Imaginemos un partido socialista al que la recesión más grave del último siglo pilla en el Gobierno y se ve obligado a aplicar la política económica que dicta Bruselas. Una política que en el fondo considera correcta, pero de difícil asimilación ideológica. En su entrega a la causa, ese mismo partido reforma la Constitución para que nunca nadie pueda poner el pago de las pensiones, la sanidad o la educación por delante del servicio de la deuda contraída con los compradores de los bonos del Tesoro; para que nadie pueda hacer en el futuro algo muy distinto de lo que él ha hecho.
Imaginemos un partido socialista que pierde claramente las elecciones frente a un partido conservador con el que coincide en el 75% de las votaciones del Parlamento Europeo; especialmente las económicas, por supuesto.
Imaginemos a ese mismo partido socialista que, mientras el Gobierno conservador mantiene y profundiza la política económica que él había aplicado, se dispone a la travesía del desierto. Elige a un secretario general de circunstancias con la esperanza de que, mientras la derecha acomete la devaluación interna vía salarios que necesita el país y aplica las medidas de ajuste imprescindibles, él podrá sanar sus heridas y volver a recuperar la eficacia electoral de otros tiempos.
Pero cuando llegan las siguientes elecciones, el partido conservador, el que más diputados obtiene, declina el encargo del jefe del Estado de formar Gobierno, lo que supone no solo dejar con el paso cambiado al Rey, sino descuadrar el rumbo trazado por los estrategas del partido socialista. El secretario general --que no ha leído la letra pequeña de su contrato-- ve la oportunidad de intentar la formación de un Gobierno alternativo, y se lanza. Primero, porque se ve obligado, después porque le coge el gusto. Menos mal que la nueva izquierda de Podemos se encarga de arruinarle los planes.
Un secretario general que no se da cuenta de que su partido coincide en gran medida con la política económica de los conservadores, aunque prefiere que la apliquen otros
Imaginemos que el hombre insiste, que se cree con otro papel en la tragedia y que se niega a representar el que le han escrito. No se da cuenta de que su partido --quienes mandan en su partido, quiero decir-- coincide en gran medida con la política económica que aplican los conservadores; que no hay otra, a no ser que consideremos alternativa la vía griega. Y que su partido prefiere que la apliquen otros.

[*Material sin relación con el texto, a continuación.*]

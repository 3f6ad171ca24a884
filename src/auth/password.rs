//! Password hashing and validation for docportal.
//!
//! Administrator secrets are stored as Argon2id PHC strings, never in
//! plaintext.

use argon2::{
    password_hash::{PasswordHash, PasswordHasher, PasswordVerifier, SaltString},
    Argon2, Params,
};
use rand_core::OsRng;
use thiserror::Error;

/// Minimum password length for newly created administrators.
pub const MIN_PASSWORD_LENGTH: usize = 8;

/// Maximum password length.
pub const MAX_PASSWORD_LENGTH: usize = 128;

/// Password-related errors.
#[derive(Error, Debug)]
pub enum PasswordError {
    /// Password is too short.
    #[error("password must be at least {MIN_PASSWORD_LENGTH} characters")]
    TooShort,

    /// Password is too long.
    #[error("password must be at most {MAX_PASSWORD_LENGTH} characters")]
    TooLong,

    /// Password hashing failed.
    #[error("password hashing failed: {0}")]
    HashError(String),

    /// Password hash is invalid.
    #[error("invalid password hash format")]
    InvalidHash,

    /// Password verification failed (wrong password).
    #[error("password verification failed")]
    VerificationFailed,
}

/// Create the Argon2 hasher.
///
/// Parameters:
/// - Memory cost: 19 MiB (19456 KiB)
/// - Time cost: 2 iterations
/// - Parallelism: 1 lane
fn create_argon2() -> Result<Argon2<'static>, PasswordError> {
    let params =
        Params::new(19456, 2, 1, None).map_err(|e| PasswordError::HashError(e.to_string()))?;
    Ok(Argon2::new(
        argon2::Algorithm::Argon2id,
        argon2::Version::V0x13,
        params,
    ))
}

/// Hash a password using Argon2id with a random salt.
///
/// No length policy is applied here; see [`validate_password`].
///
/// # Examples
///
/// ```
/// use docportal::auth::hash_password;
///
/// let hash = hash_password("my_secure_password").unwrap();
/// assert!(hash.starts_with("$argon2id$"));
/// ```
pub fn hash_password(password: &str) -> Result<String, PasswordError> {
    if password.chars().count() > MAX_PASSWORD_LENGTH {
        return Err(PasswordError::TooLong);
    }

    let salt = SaltString::generate(&mut OsRng);
    let hash = create_argon2()?
        .hash_password(password.as_bytes(), &salt)
        .map_err(|e| PasswordError::HashError(e.to_string()))?;

    Ok(hash.to_string())
}

/// Verify a password against a stored hash.
///
/// # Examples
///
/// ```
/// use docportal::auth::{hash_password, verify_password};
///
/// let hash = hash_password("my_secure_password").unwrap();
/// assert!(verify_password("my_secure_password", &hash).is_ok());
/// assert!(verify_password("wrong_password", &hash).is_err());
/// ```
pub fn verify_password(password: &str, hash: &str) -> Result<(), PasswordError> {
    let parsed_hash = PasswordHash::new(hash).map_err(|_| PasswordError::InvalidHash)?;

    // Parameters come from the parsed hash.
    Argon2::default()
        .verify_password(password.as_bytes(), &parsed_hash)
        .map_err(|_| PasswordError::VerificationFailed)
}

/// Validate the password policy for new administrators.
///
/// # Examples
///
/// ```
/// use docportal::auth::validate_password;
///
/// assert!(validate_password("short").is_err());
/// assert!(validate_password("valid_password_123").is_ok());
/// ```
pub fn validate_password(password: &str) -> Result<(), PasswordError> {
    let len = password.chars().count();
    if len < MIN_PASSWORD_LENGTH {
        return Err(PasswordError::TooShort);
    }
    if len > MAX_PASSWORD_LENGTH {
        return Err(PasswordError::TooLong);
    }
    Ok(())
}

Si nos imaginamos todo eso --sazonado con esas diferencias territoriales tan útiles para entender la idiosincrasia del país-- quizá podamos entender las razones de un drama que algunos titulan de harakiri y otros de sentido de política de Estado. El PSOE se disponía a hacer su particular viaje al purgatorio. Pero las circunstancias le han obligado a subir un grado la dramatización, como ya hizo cuando abandonó el marxismo o cuando dio la vuelta al calcetín de la OTAN, como recordó ayer Antonio Hernando --el único socialista que ha hablado un medio claro--, porque Mariano Rajoy se salió del guión a media representación dejando a Pedro Sánchez sin papel. Los dos comités federales del partido socialista de este mes de octubre se han encargado de romper el reparto de papeles para volver a zurcirlos después. Un nuevo casting para la representación ya escrita y que nos da una pista de dónde está el socialismo español en el debate europeo sobre el futuro de la socialdemocracia.